In tutto questo non manca, con Mackda Ghebremariam Tesfaù, un approccio differente alla cura che viene dal femminismo nero: esso già presuppone una politicizzazione dello spazio domestico, visto il rapporto di conflitto e resistenza da sempre esistente tra nucleo domestico nero e nucleo domestico bianco. E, analogamente, è la «cura trans e queer» descritta da Hil Malatino a schiuderci universi immaginativi diversi per la cura: non più famiglia e donna eterosessuale, bensì spazi interconnessi, la strada, il bar, la clinica, il centro comunitario, l’aula scolastica sono la scena in cui si muovono le reti di mutuo soccorso e di supporto emotivo messe in piedi dalle comunità transfemministe. La cornice cambia radicalmente attraverso questo decentramento e insieme a essa cambiano anche l’approccio alla salute, ai servizi sanitari, alle forme egemoniche della cura, come spiegano Olivia (Oli) Fiorilli e Márcia Leite.

IN QUESTI PANORAMI trasformati, la cura si configura così come ce la restituisce Ilenia Caleo: un ecosistema, «un’intra-azione della materia attiva in tutte le sue forme estese e pensanti, noi comprese». Oppure, ancora, come un processo, orientato dalle domande di Françoise Vergès in dialogo con Maddalena Fragnito, Miriam Tola e Marianna Fernandes: «Che cosa ci tiene insieme?
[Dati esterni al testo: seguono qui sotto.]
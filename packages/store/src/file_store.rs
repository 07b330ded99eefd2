use std::fs;
use std::path::PathBuf;

use crate::credentials::CredentialStore;

/// File-backed credential store for native builds. The token lives in a
/// single file next to `fleetops.toml` in the user config directory.
///
/// All I/O failures degrade to "no stored credential": a missing directory,
/// unreadable file, or full disk means the user re-authenticates.
#[derive(Clone, Debug)]
pub struct FileStore {
    path: PathBuf,
}

const TOKEN_FILE: &str = "token";

impl FileStore {
    /// Store the token under `<config_dir>/fleetops/token`, falling back to
    /// the current directory when the platform has no config dir.
    pub fn in_config_dir() -> Self {
        let dir = dirs::config_dir()
            .unwrap_or_else(|| PathBuf::from("."))
            .join("fleetops");
        Self::at(dir.join(TOKEN_FILE))
    }

    /// Store the token at an explicit path (used by tests).
    pub fn at(path: PathBuf) -> Self {
        Self { path }
    }
}

impl CredentialStore for FileStore {
    fn get(&self) -> Option<String> {
        let raw = fs::read_to_string(&self.path).ok()?;
        let token = raw.trim();
        if token.is_empty() {
            None
        } else {
            Some(token.to_string())
        }
    }

    fn set(&self, token: &str) {
        if let Some(parent) = self.path.parent() {
            let _ = fs::create_dir_all(parent);
        }
        let _ = fs::write(&self.path, token);
    }

    fn clear(&self) {
        let _ = fs::remove_file(&self.path);
    }
}

#[cfg(test)]
mod tests {
    use super::*;

    #[test]
    fn test_round_trip_in_temp_dir() {
        let dir = tempfile::tempdir().unwrap();
        let store = FileStore::at(dir.path().join("nested").join("token"));

        assert!(store.get().is_none());
        store.set("bearer-abc");
        assert_eq!(store.get().as_deref(), Some("bearer-abc"));

        store.clear();
        assert!(store.get().is_none());
    }

    #[test]
    fn test_whitespace_only_file_reads_as_absent() {
        let dir = tempfile::tempdir().unwrap();
        let path = dir.path().join("token");
        fs::write(&path, "\n  \n").unwrap();
        let store = FileStore::at(path);
        assert!(store.get().is_none());
    }

    #[test]
    fn test_trailing_newline_is_trimmed() {
        let dir = tempfile::tempdir().unwrap();
        let path = dir.path().join("token");
        fs::write(&path, "tok-9\n").unwrap();
        let store = FileStore::at(path);
        assert_eq!(store.get().as_deref(), Some("tok-9"));
    }
}
//! Transient notifications.
//!
//! [`ToastProvider`] owns the toast stack and renders it as a fixed overlay;
//! [`use_toast`] hands any view a handle to push messages. Toasts dismiss
//! themselves after a few seconds or on click.

use dioxus::prelude::*;

const DISMISS_AFTER_SECS: u64 = 4;

#[derive(Debug, Clone, Copy, PartialEq, Eq)]
pub enum ToastTone {
    Success,
    Info,
    Warning,
    Danger,
}

impl ToastTone {
    fn class(self) -> &'static str {
        match self {
            ToastTone::Success => "toast toast--success",
            ToastTone::Info => "toast toast--info",
            ToastTone::Warning => "toast toast--warning",
            ToastTone::Danger => "toast toast--danger",
        }
    }
}

#[derive(Debug, Clone, PartialEq)]
struct ToastMessage {
    id: u64,
    text: String,
    tone: ToastTone,
}

/// Handle for pushing notifications. Copy-cheap; clones share the stack.
#[derive(Clone, Copy, PartialEq)]
pub struct ToastHandle {
    messages: Signal<Vec<ToastMessage>>,
    next_id: Signal<u64>,
}

impl ToastHandle {
    /// Show a message; it auto-dismisses after a few seconds.
    pub fn notify(&mut self, text: impl Into<String>, tone: ToastTone) {
        let id = {
            let mut next = self.next_id;
            let id = next();
            next.set(id + 1);
            id
        };
        let mut messages = self.messages;
        messages.write().push(ToastMessage {
            id,
            text: text.into(),
            tone,
        });

        spawn(async move {
            sleep_secs(DISMISS_AFTER_SECS).await;
            messages.write().retain(|m| m.id != id);
        });
    }

    pub fn success(&mut self, text: impl Into<String>) {
        self.notify(text, ToastTone::Success);
    }

    pub fn danger(&mut self, text: impl Into<String>) {
        self.notify(text, ToastTone::Danger);
    }

    pub fn warning(&mut self, text: impl Into<String>) {
        self.notify(text, ToastTone::Warning);
    }

    fn dismiss(&mut self, id: u64) {
        self.messages.write().retain(|m| m.id != id);
    }
}

async fn sleep_secs(secs: u64) {
    #[cfg(target_arch = "wasm32")]
    gloo_timers::future::sleep(std::time::Duration::from_secs(secs)).await;
    #[cfg(not(target_arch = "wasm32"))]
    tokio::time::sleep(std::time::Duration::from_secs(secs)).await;
}

/// Get the toast handle.
pub fn use_toast() -> ToastHandle {
    use_context::<ToastHandle>()
}

/// Provider component; wrap the app with it once.
#[component]
pub fn ToastProvider(children: Element) -> Element {
    let messages = use_signal(Vec::new);
    let next_id = use_signal(|| 0u64);
    let handle = use_context_provider(|| ToastHandle { messages, next_id });

    rsx! {
        {children}
        div {
            class: "toast-stack",
            aria_live: "polite",
            for message in messages() {
                ToastItem { key: "{message.id}", message: message.clone(), handle: handle }
            }
        }
    }
}

#[component]
fn ToastItem(message: ToastMessage, handle: ToastHandle) -> Element {
    let id = message.id;
    let mut handle = handle;
    rsx! {
        div {
            class: message.tone.class(),
            onclick: move |_| handle.dismiss(id),
            "{message.text}"
        }
    }
}
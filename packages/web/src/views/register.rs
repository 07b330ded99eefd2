use api::{ApiClient, RegisterRequest};
use dioxus::prelude::*;

use ui::components::{use_toast, Alert, BadgeTone, Button, FormField, Input, PageHeader};
use ui::{validate, ActionState};

use crate::Route;

#[component]
pub fn RegisterPage() -> Element {
    let client = use_context::<ApiClient>();
    let mut full_name = use_signal(String::new);
    let mut email = use_signal(String::new);
    let mut password = use_signal(String::new);
    let mut address = use_signal(String::new);
    let mut phone = use_signal(String::new);
    let mut attempted = use_signal(|| false);
    let mut action = use_signal(ActionState::default);
    let mut toast = use_toast();
    let nav = use_navigator();

    let name_error = validate::required(&full_name(), "Full name is required.");
    let email_error = validate::email(&email());
    let password_error = validate::required(&password(), "Password is required.");
    let address_error = validate::required(&address(), "Address is required.");
    let phone_error = validate::required(&phone(), "Phone is required.");
    let has_field_errors = [
        &name_error,
        &email_error,
        &password_error,
        &address_error,
        &phone_error,
    ]
    .iter()
    .any(|e| e.is_some());
    let submit_error = action().error().map(str::to_string);
    let pending = action().is_pending();

    let handle_submit = {
        let client = client.clone();
        move |_| {
            attempted.set(true);
            if has_field_errors {
                return;
            }
            if !action.write().begin() {
                return;
            }
            let payload = RegisterRequest {
                email: email().trim().to_string(),
                full_name: full_name().trim().to_string(),
                password: password(),
                address: address().trim().to_string(),
                phone: phone().trim().to_string(),
            };
            let client = client.clone();
            spawn(async move {
                match client.register(&payload).await {
                    Ok(()) => {
                        action.write().finish(Ok(()));
                        toast.success("Account created successfully.");
                        nav.push(Route::LoginPage {});
                    }
                    Err(err) => {
                        tracing::warn!("registration failed: {err}");
                        let message = err
                            .server_message()
                            .unwrap_or("Unable to register. Please try again.")
                            .to_string();
                        action.write().finish(Err(message));
                    }
                }
            });
        }
    };

    let field_error = |error: &Option<String>| if attempted() { error.clone() } else { None };

    rsx! {
        section {
            PageHeader {
                title: "Create account",
                subtitle: "Register as a new customer.",
            }
            if let Some(message) = submit_error {
                Alert { tone: BadgeTone::Danger, title: "Registration error", "{message}" }
            }
            div {
                class: "card form",
                FormField {
                    label: "Full name",
                    html_for: "register-name",
                    error: field_error(&name_error),
                    required: true,
                    Input {
                        id: "register-name",
                        value: full_name(),
                        has_error: attempted() && name_error.is_some(),
                        oninput: move |evt: FormEvent| full_name.set(evt.value()),
                    }
                }
                FormField {
                    label: "Email",
                    html_for: "register-email",
                    error: field_error(&email_error),
                    required: true,
                    Input {
                        id: "register-email",
                        r#type: "email",
                        value: email(),
                        has_error: attempted() && email_error.is_some(),
                        oninput: move |evt: FormEvent| email.set(evt.value()),
                    }
                }
                FormField {
                    label: "Password",
                    html_for: "register-password",
                    error: field_error(&password_error),
                    required: true,
                    Input {
                        id: "register-password",
                        r#type: "password",
                        value: password(),
                        has_error: attempted() && password_error.is_some(),
                        oninput: move |evt: FormEvent| password.set(evt.value()),
                    }
                }
                FormField {
                    label: "Address",
                    html_for: "register-address",
                    error: field_error(&address_error),
                    required: true,
                    Input {
                        id: "register-address",
                        value: address(),
                        has_error: attempted() && address_error.is_some(),
                        oninput: move |evt: FormEvent| address.set(evt.value()),
                    }
                }
                FormField {
                    label: "Phone",
                    html_for: "register-phone",
                    error: field_error(&phone_error),
                    required: true,
                    Input {
                        id: "register-phone",
                        value: phone(),
                        has_error: attempted() && phone_error.is_some(),
                        oninput: move |evt: FormEvent| phone.set(evt.value()),
                    }
                }
                div {
                    class: "form-actions",
                    Button {
                        disabled: pending,
                        onclick: handle_submit,
                        if pending { "Creating account..." } else { "Create account" }
                    }
                }
            }
        }
    }
}
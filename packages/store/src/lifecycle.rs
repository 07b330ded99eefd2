//! # Rental lifecycle — mutation legality and advisory estimates
//!
//! Two responsibilities: decide which mutations are legal for a rental in its
//! current status, and produce the non-authoritative cost preview shown to the
//! operator before the backend call. Everything here is pure; the backend
//! recomputes all figures on `POST /rentals/:id/return/` and its
//! `invoice_total` is the only number that counts.

use chrono::{Local, NaiveDate};
use serde::{Deserialize, Serialize};

use crate::access::can_manage_rentals;
use crate::models::{Rental, RentalStatus, Role};

/// Preview of the backend's late-return fee, per day. Mirrors the server-side
/// constant of the same name; the values are kept in sync by convention and
/// are advisory only, billing correctness never depends on them.
pub const LATE_FEE_PER_DAY: f64 = 50.0;

/// Preview of the backend's flat bad-condition penalty. Advisory, see
/// [`LATE_FEE_PER_DAY`].
pub const BAD_CONDITION_FEE: f64 = 100.0;

/// Dates may be edited only while the rental is still a draft; once ACTIVE
/// they anchor billing and must not silently change.
pub fn can_edit_dates(rental: &Rental, role: Role) -> bool {
    can_manage_rentals(Some(role)) && rental.status == RentalStatus::Draft
}

/// A rental may be returned from DRAFT or ACTIVE (early or administrative
/// closure). CLOSED is terminal.
pub fn can_return(rental: &Rental, role: Role) -> bool {
    can_manage_rentals(Some(role)) && rental.status != RentalStatus::Closed
}

/// Whole-day span between two dates, clamped to a minimum of one day.
/// Negative or zero spans (malformed input, clock skew) clamp rather than
/// error.
pub fn duration_days(issue_date: NaiveDate, end_date: NaiveDate) -> i64 {
    (end_date - issue_date).num_days().max(1)
}

/// Estimated rental charge at current status: actual return date once closed,
/// expected date otherwise. Informational, shown on the detail view.
pub fn estimated_charge(rental: &Rental, daily_rate: f64) -> f64 {
    let end = rental
        .actual_return_date
        .unwrap_or(rental.expected_return_date);
    duration_days(rental.issue_date, end) as f64 * daily_rate
}

/// Advisory penalty breakdown recomputed on every keystroke of the return
/// form. Never persisted.
#[derive(Debug, Clone, Copy, PartialEq, Serialize, Deserialize)]
pub struct ReturnEstimate {
    pub late_days: i64,
    pub late_fee: f64,
    pub bad_condition_fee: f64,
    pub total: f64,
}

/// Estimate the penalties for returning on `actual_return_date`. Returning on
/// or before the expected date never yields a negative late count.
pub fn estimate_return(
    expected_return_date: NaiveDate,
    actual_return_date: NaiveDate,
    bad_condition: bool,
) -> ReturnEstimate {
    let late_days = (actual_return_date - expected_return_date).num_days().max(0);
    let late_fee = if late_days > 0 {
        late_days as f64 * LATE_FEE_PER_DAY
    } else {
        0.0
    };
    let bad_condition_fee = if bad_condition { BAD_CONDITION_FEE } else { 0.0 };
    ReturnEstimate {
        late_days,
        late_fee,
        bad_condition_fee,
        total: late_fee + bad_condition_fee,
    }
}

/// [`estimate_return`] with the form's default: an empty date field means
/// "returned today" (local calendar date).
pub fn estimate_return_or_today(
    expected_return_date: NaiveDate,
    actual_return_date: Option<NaiveDate>,
    bad_condition: bool,
) -> ReturnEstimate {
    let actual = actual_return_date.unwrap_or_else(|| Local::now().date_naive());
    estimate_return(expected_return_date, actual, bad_condition)
}

#[cfg(test)]
mod tests {
    use super::*;

    fn date(s: &str) -> NaiveDate {
        s.parse().unwrap()
    }

    fn rental(status: RentalStatus) -> Rental {
        Rental {
            id: 1,
            customer: 3,
            customer_email: None,
            car: 12,
            car_display: None,
            issue_date: date("2024-01-01"),
            expected_return_date: date("2024-01-10"),
            actual_return_date: None,
            status,
        }
    }

    #[test]
    fn test_can_edit_dates_truth_table() {
        // 3 roles x 3 statuses; only STAFF/ADMIN on DRAFT pass.
        for role in [Role::Customer, Role::Staff, Role::Admin] {
            for status in [RentalStatus::Draft, RentalStatus::Active, RentalStatus::Closed] {
                let expected = role != Role::Customer && status == RentalStatus::Draft;
                assert_eq!(
                    can_edit_dates(&rental(status), role),
                    expected,
                    "role={role:?} status={status:?}"
                );
            }
        }
    }

    #[test]
    fn test_can_return_denied_when_closed_for_every_role() {
        for role in [Role::Customer, Role::Staff, Role::Admin] {
            assert!(!can_return(&rental(RentalStatus::Closed), role));
        }
    }

    #[test]
    fn test_can_return_draft_or_active_for_managers_only() {
        for status in [RentalStatus::Draft, RentalStatus::Active] {
            assert!(can_return(&rental(status), Role::Staff));
            assert!(can_return(&rental(status), Role::Admin));
            assert!(!can_return(&rental(status), Role::Customer));
        }
    }

    #[test]
    fn test_duration_same_day_clamps_to_one() {
        let d = date("2024-03-05");
        assert_eq!(duration_days(d, d), 1);
    }

    #[test]
    fn test_duration_clamps_inverted_spans() {
        assert_eq!(duration_days(date("2024-03-05"), date("2024-03-01")), 1);
    }

    #[test]
    fn test_duration_monotonic_in_end_date() {
        let issue = date("2024-01-01");
        let mut prev = 0;
        for offset in 0..30 {
            let end = issue + chrono::Duration::days(offset);
            let days = duration_days(issue, end);
            assert!(days >= prev, "duration regressed at offset {offset}");
            prev = days;
        }
    }

    #[test]
    fn test_estimated_charge_uses_expected_date_until_closed() {
        let r = rental(RentalStatus::Active);
        // 9 days at 50/day.
        assert_eq!(estimated_charge(&r, 50.0), 450.0);
    }

    #[test]
    fn test_estimated_charge_prefers_actual_date_once_present() {
        let mut r = rental(RentalStatus::Closed);
        r.actual_return_date = Some(date("2024-01-13"));
        assert_eq!(estimated_charge(&r, 50.0), 600.0);
    }

    #[test]
    fn test_on_time_return_has_no_late_fee() {
        let est = estimate_return(date("2024-01-10"), date("2024-01-10"), false);
        assert_eq!(est.late_days, 0);
        assert_eq!(est.late_fee, 0.0);
        assert_eq!(est.total, 0.0);
    }

    #[test]
    fn test_early_return_never_goes_negative() {
        let est = estimate_return(date("2024-01-10"), date("2024-01-05"), false);
        assert_eq!(est.late_days, 0);
        assert_eq!(est.late_fee, 0.0);
    }

    #[test]
    fn test_three_days_late() {
        let est = estimate_return(date("2024-01-10"), date("2024-01-13"), false);
        assert_eq!(est.late_days, 3);
        assert_eq!(est.late_fee, 150.0);
        assert_eq!(est.total, 150.0);
    }

    #[test]
    fn test_bad_condition_adds_flat_fee_regardless_of_lateness() {
        let on_time = estimate_return(date("2024-01-10"), date("2024-01-10"), true);
        assert_eq!(on_time.bad_condition_fee, 100.0);
        assert_eq!(on_time.total, 100.0);

        let late = estimate_return(date("2024-01-10"), date("2024-01-13"), true);
        assert_eq!(late.bad_condition_fee, 100.0);
        assert_eq!(late.total, late.late_fee + late.bad_condition_fee);
    }

    #[test]
    fn test_full_return_scenario_for_staff() {
        let r = rental(RentalStatus::Active);
        let est = estimate_return(r.expected_return_date, date("2024-01-13"), true);
        assert_eq!(est.late_days, 3);
        assert_eq!(est.late_fee, 150.0);
        assert_eq!(est.bad_condition_fee, 100.0);
        assert_eq!(est.total, 250.0);
        assert!(can_return(&r, Role::Staff));
        assert!(!can_edit_dates(&r, Role::Staff));
    }

    #[test]
    fn test_customer_gets_no_mutation_controls() {
        let r = rental(RentalStatus::Active);
        assert!(!can_return(&r, Role::Customer));
        assert!(!can_edit_dates(&r, Role::Customer));
    }

    #[test]
    fn test_draft_rental_for_admin_permits_both() {
        let r = rental(RentalStatus::Draft);
        assert!(can_edit_dates(&r, Role::Admin));
        assert!(can_return(&r, Role::Admin));
    }

    #[test]
    fn test_estimate_is_idempotent() {
        let a = estimate_return(date("2024-01-10"), date("2024-01-13"), true);
        let b = estimate_return(date("2024-01-10"), date("2024-01-13"), true);
        assert_eq!(a, b);
    }

    #[test]
    fn test_fee_constants_match_documented_preview() {
        // These mirror backend business rules; a change here must be a
        // deliberate re-sync with the server, not a drive-by edit.
        assert_eq!(LATE_FEE_PER_DAY, 50.0);
        assert_eq!(BAD_CONDITION_FEE, 100.0);
    }
}
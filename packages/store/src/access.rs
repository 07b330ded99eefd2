//! Central authorization predicate.
//!
//! Every route guard and every conditional control in the UI goes through
//! [`can_access`] or one of the convenience predicates below: role semantics
//! live here and nowhere else. The functions are pure, so the same inputs
//! produce the same decision whether the caller is deciding a redirect or
//! hiding a button.

use crate::models::Role;

/// Decide whether `current_role` may access something restricted to
/// `required`.
///
/// - `None` role (unauthenticated) is always denied.
/// - `None` requirement means any authenticated role passes.
pub fn can_access(current_role: Option<Role>, required: Option<&[Role]>) -> bool {
    let Some(role) = current_role else {
        return false;
    };
    match required {
        None => true,
        Some(roles) => roles.contains(&role),
    }
}

/// Fleet management (create/edit/delete cars). Customers are read-only.
pub fn can_manage_fleet(role: Option<Role>) -> bool {
    can_access(role, Some(&[Role::Staff, Role::Admin]))
}

/// Rental management (issue, edit dates, return). Customers may only view
/// rentals filtered to their own customer id.
pub fn can_manage_rentals(role: Option<Role>) -> bool {
    can_access(role, Some(&[Role::Staff, Role::Admin]))
}

/// Process-level admin tooling.
pub fn is_admin_only(role: Option<Role>) -> bool {
    can_access(role, Some(&[Role::Admin]))
}

#[cfg(test)]
mod tests {
    use super::*;

    const ALL_ROLES: [Role; 3] = [Role::Customer, Role::Staff, Role::Admin];

    #[test]
    fn test_unauthenticated_is_denied_regardless_of_requirement() {
        assert!(!can_access(None, None));
        assert!(!can_access(None, Some(&[])));
        assert!(!can_access(None, Some(&ALL_ROLES)));
    }

    #[test]
    fn test_no_requirement_admits_any_authenticated_role() {
        for role in ALL_ROLES {
            assert!(can_access(Some(role), None));
        }
    }

    #[test]
    fn test_membership_check() {
        assert!(can_access(Some(Role::Staff), Some(&[Role::Staff, Role::Admin])));
        assert!(can_access(Some(Role::Admin), Some(&[Role::Staff, Role::Admin])));
        assert!(!can_access(Some(Role::Customer), Some(&[Role::Staff, Role::Admin])));
        assert!(!can_access(Some(Role::Staff), Some(&[Role::Admin])));
    }

    #[test]
    fn test_empty_requirement_denies_everyone() {
        for role in ALL_ROLES {
            assert!(!can_access(Some(role), Some(&[])));
        }
    }

    #[test]
    fn test_management_predicates() {
        assert!(!can_manage_fleet(None));
        assert!(!can_manage_fleet(Some(Role::Customer)));
        assert!(can_manage_fleet(Some(Role::Staff)));
        assert!(can_manage_fleet(Some(Role::Admin)));

        assert!(!can_manage_rentals(Some(Role::Customer)));
        assert!(can_manage_rentals(Some(Role::Staff)));
        assert!(can_manage_rentals(Some(Role::Admin)));

        assert!(!is_admin_only(None));
        assert!(!is_admin_only(Some(Role::Customer)));
        assert!(!is_admin_only(Some(Role::Staff)));
        assert!(is_admin_only(Some(Role::Admin)));
    }
}
use dioxus::prelude::*;

use api::ApiClient;
use store::FleetOpsConfig;
use ui::components::ToastProvider;
use ui::SessionProvider;

use views::{
    AdminPage, AppShell, CarDetailsPage, CarEditPage, CarNewPage, CarsPage, CustomerDetailsPage,
    CustomersPage, LoginPage, RegisterPage, RentalDetailsPage, RentalNewPage, RentalsPage,
    ReportsPage,
};

mod views;

#[derive(Debug, Clone, Routable, PartialEq)]
#[rustfmt::skip]
enum Route {
    #[layout(AppShell)]
        #[route("/")]
        CarsPage {},
        #[route("/login")]
        LoginPage {},
        #[route("/register")]
        RegisterPage {},
        #[route("/cars/new")]
        CarNewPage {},
        #[route("/cars/:id")]
        CarDetailsPage { id: i64 },
        #[route("/cars/:id/edit")]
        CarEditPage { id: i64 },
        #[route("/rentals")]
        RentalsPage {},
        #[route("/rentals/new")]
        RentalNewPage {},
        #[route("/rentals/:id")]
        RentalDetailsPage { id: i64 },
        #[route("/customers")]
        CustomersPage {},
        #[route("/customers/:id")]
        CustomerDetailsPage { id: i64 },
        #[route("/reports")]
        ReportsPage {},
        #[route("/admin")]
        AdminPage {},
}

const MAIN_CSS: Asset = asset!("/assets/main.css");

fn main() {
    dioxus::launch(App);
}

#[component]
fn App() -> Element {
    // The API client is the single process-wide handle; everything below it
    // (session included) reaches it through context.
    use_context_provider(|| ApiClient::from_config(&FleetOpsConfig::load()));

    rsx! {
        document::Link { rel: "stylesheet", href: MAIN_CSS }

        ToastProvider {
            SessionProvider {
                Router::<Route> {}
            }
        }
    }
}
Perdersi nella foresta può diventare un momento di condivisione?».
Si tratta di mantenere «uno stato di curiosità permanente», di «aprirsi a momenti imprevisti e imprevedibili» e di «chiarire di continuo per quale politica della cura stiamo lottando».
Evidentemente, la dimensione globale delle relazioni di cura non sfugge alla trama di questo libro e riguarda senza dubbio l’ambiente naturale («il territorio terra-corpo» di Giulia Marchese – Red Sanadoras Ancestrales) così come, sul fronte solo apparentemente opposto, le estensioni virtuali dei social network e le dinamiche riproduttive che, letteralmente, essi incorporano (Bue Rübner Hasen e Manuela Zechner).
L’insegnamento che possiamo trarre, alla fine del viaggio tra queste pagine, è che la cura, se guardata sempre con una lente politica, non è solo una pratica, non è solo una disposizione affettiva ma può essere interpretata come una «forma di vita», capace di sovvertire le disposizioni individualiste ed egoistiche della contemporaneità.